Der Roman ist weitgehend in einer literarischen, bildhaften und flüssigen Sprache geschrieben. Das Einzige, was mir nicht so gefallen hat, waren die teilweise wirklich expliziten Sexszenen, insbesondere die Szene im Badezimmer und die Orgie am Schluss, denen es gut getan hätte, wenn sie noch literarisiert worden wären. In der jetzigen Form wirken sie etwas zu unüberlegt geschrieben und daher trivialer als der Rest des Romans.

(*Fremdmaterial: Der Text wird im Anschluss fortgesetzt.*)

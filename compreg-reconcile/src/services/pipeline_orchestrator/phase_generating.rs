//! GENERATE: component sources for descriptors in the registry store
//!
//! The artifact existence check is separate from the descriptor one, so a
//! descriptor that was already present still gets a missing artifact.

use super::{elapsed_ms, skip, steps, PipelineOrchestrator};
use crate::models::{ComponentDescriptor, RunSummary, StepStatus};
use crate::services::artifact_generator::{ArtifactGenerator, GenerationOutcome};
use std::time::Instant;

impl PipelineOrchestrator {
    /// Returns identifiers of every artifact now on disk for these descriptors
    pub(super) fn phase_generating(
        &self,
        descriptors: &[ComponentDescriptor],
        summary: &mut RunSummary,
    ) -> Vec<String> {
        if self.options.dry_run {
            skip(summary, steps::GENERATE, "dry run");
            return Vec::new();
        }

        let started = Instant::now();
        let generator = ArtifactGenerator::new(self.artifacts.clone());
        let mut identifiers = Vec::with_capacity(descriptors.len());

        for descriptor in descriptors {
            match generator.generate(descriptor) {
                Ok(outcome) => {
                    match outcome {
                        GenerationOutcome::Created { .. } => summary.results.artifacts.created += 1,
                        GenerationOutcome::Skipped { .. } => summary.results.artifacts.skipped += 1,
                    }
                    identifiers.push(outcome.identifier().to_string());
                }
                Err(e) => {
                    tracing::error!(id = %descriptor.id, error = %e, "Artifact generation failed");
                    summary.results.artifacts.errors += 1;
                    summary.record_error(steps::GENERATE, Some(&descriptor.id), e.to_string());
                }
            }
        }

        let counts = summary.results.artifacts;
        let status = if counts.errors > 0 {
            StepStatus::Error
        } else {
            StepStatus::Success
        };
        summary.record_step(
            steps::GENERATE,
            status,
            format!("{} created, {} skipped, {} failed", counts.created, counts.skipped, counts.errors),
            elapsed_ms(started),
        );

        identifiers
    }
}
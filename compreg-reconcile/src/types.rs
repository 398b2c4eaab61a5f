//! Collaborator contracts for the reconciliation pipeline
//!
//! The pipeline never talks to the CMS directly. It sees four narrow
//! contracts:
//! - **TenantDirectory:** who the tenants are and how to reach them
//! - **PageLayoutStore:** stored page layouts per tenant
//! - **RegistryStore:** descriptor records keyed by id
//! - **ArtifactStore:** generated component source keyed by path
//!
//! For both stores, existence of the keyed resource is the idempotency oracle.

use crate::models::{ComponentDescriptor, ConnectionProfile, PageLayoutDocument, Tenant};
use crate::services::component_scanner::ScanError;
use async_trait::async_trait;
use compreg_common::Result;
use serde_json::Value;
use std::path::{Path, PathBuf};

// ============================================================================
// Read side
// ============================================================================

/// Source of tenants and their connection topology
#[async_trait]
pub trait TenantDirectory: Send + Sync {
    /// All active tenants
    ///
    /// An error here is fatal to the whole run.
    async fn list_tenants(&self) -> Result<Vec<Tenant>>;

    /// Current connection profile for one tenant
    async fn connection_profile(&self, tenant_id: &str) -> Result<ConnectionProfile>;
}

/// Stored page layouts for a tenant
#[async_trait]
pub trait PageLayoutStore: Send + Sync {
    /// Default-language layouts of every page the tenant owns
    async fn fetch_layouts(&self, tenant: &Tenant) -> std::result::Result<Vec<PageLayoutDocument>, ScanError>;
}

// ============================================================================
// Write side
// ============================================================================

/// A descriptor record as found in the registry, before validation
#[derive(Debug, Clone, PartialEq)]
pub struct RawDescriptor {
    /// Where the record came from (file name), for warnings
    pub location: String,
    /// Parsed JSON, or the parse failure message
    pub body: std::result::Result<Value, String>,
}

/// Descriptor records, one addressable resource per id
pub trait RegistryStore: Send + Sync {
    fn list_descriptors(&self) -> Result<Vec<RawDescriptor>>;

    fn exists(&self, id: &str) -> bool;

    /// Persist a new descriptor; never replaces an existing one
    fn write_descriptor(&self, id: &str, descriptor: &ComponentDescriptor) -> Result<PathBuf>;
}

/// Generated component source files
pub trait ArtifactStore: Send + Sync {
    /// Target path for a component identifier
    fn artifact_path(&self, identifier: &str) -> PathBuf;

    fn exists(&self, path: &Path) -> bool;

    /// Write new source; never replaces an existing file
    fn write(&self, path: &Path, source: &str) -> Result<()>;
}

In den letzten drei Kapiteln spielt der Erzähler ein wenig mit der Form: Zunächst erzählt er die Geschichte einiger seiner wichtigsten Kleidungsstücke, die er auf der Flucht getragen hat, daraufhin berichtet er in den Kapiteln 11 und 12 in einer Art Meta-Kommentar von der verlegerischen Geschichte seines Textes bzw. eines Prä-Textes zum vorliegenden Roman. Ein Verleger aus Beirut hat nach anfänglichem Interesse das angebotene Manuskript abgelehnt, da in der Geschichte Intimitäten zwischen Männern zur Darstellung kamen. Der schwedische Verleger – und in Schweden kam der Roman ja schließlich zur Veröffentlichung – interessierte sich für die Frage, ob der Autor das Erzählte tatsächlich erlebt hat.

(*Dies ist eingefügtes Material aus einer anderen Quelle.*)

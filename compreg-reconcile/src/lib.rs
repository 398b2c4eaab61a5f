//! compreg-reconcile library interface
//!
//! Exposes the pipeline pieces for the binary and for integration tests.

pub mod db;
pub mod error;
pub mod models;
pub mod services;
pub mod storage;
pub mod types;

pub use crate::error::{PipelineError, PipelineResult};
//! Database access for compreg-reconcile
//!
//! Read-only adapters over the CMS stores: the tenant directory and page
//! layouts live in the shared SQLite store; isolated tenants have their own
//! PostgreSQL databases.

pub mod layouts;
pub mod tenants;

pub use layouts::SqlLayoutStore;
pub use tenants::{SqliteTenantDirectory, DEFAULT_POSTGRES_PORT};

Man stellt sich die in der Tat spannende Frage, inwieweit die Geschehnisse dieses Romans autobiographisch sind, beim Lesen immer wieder. Diese kann aber wohl nur der Autor dieses Stückes autofiktionaler Erzählung selbst beantworten. Für mich war dieses etwas experimentelle Ende eine nette Ergänzung, ich hätte es aber nicht unbedingt gebraucht. Stattdessen hätte ich mir gewünscht, dass die Erzählung über das Schicksal von Furat in Schweden noch weiter geht. So weiß man zwar am Ende, dass Furats Asylbescheid positiv war und dass er einen Sprachkurs für Schwedisch besucht, doch die Frage, ob er tatsächlich in dem neuen Land angekommen ist und wie er dort seine Sexualität ausleben kann, bleibt offen. Die parodistisch ins Surreale übersteigerte Orgie mit den anderen Sprachschülerinnen und -schülern kann darauf keine Antwort geben.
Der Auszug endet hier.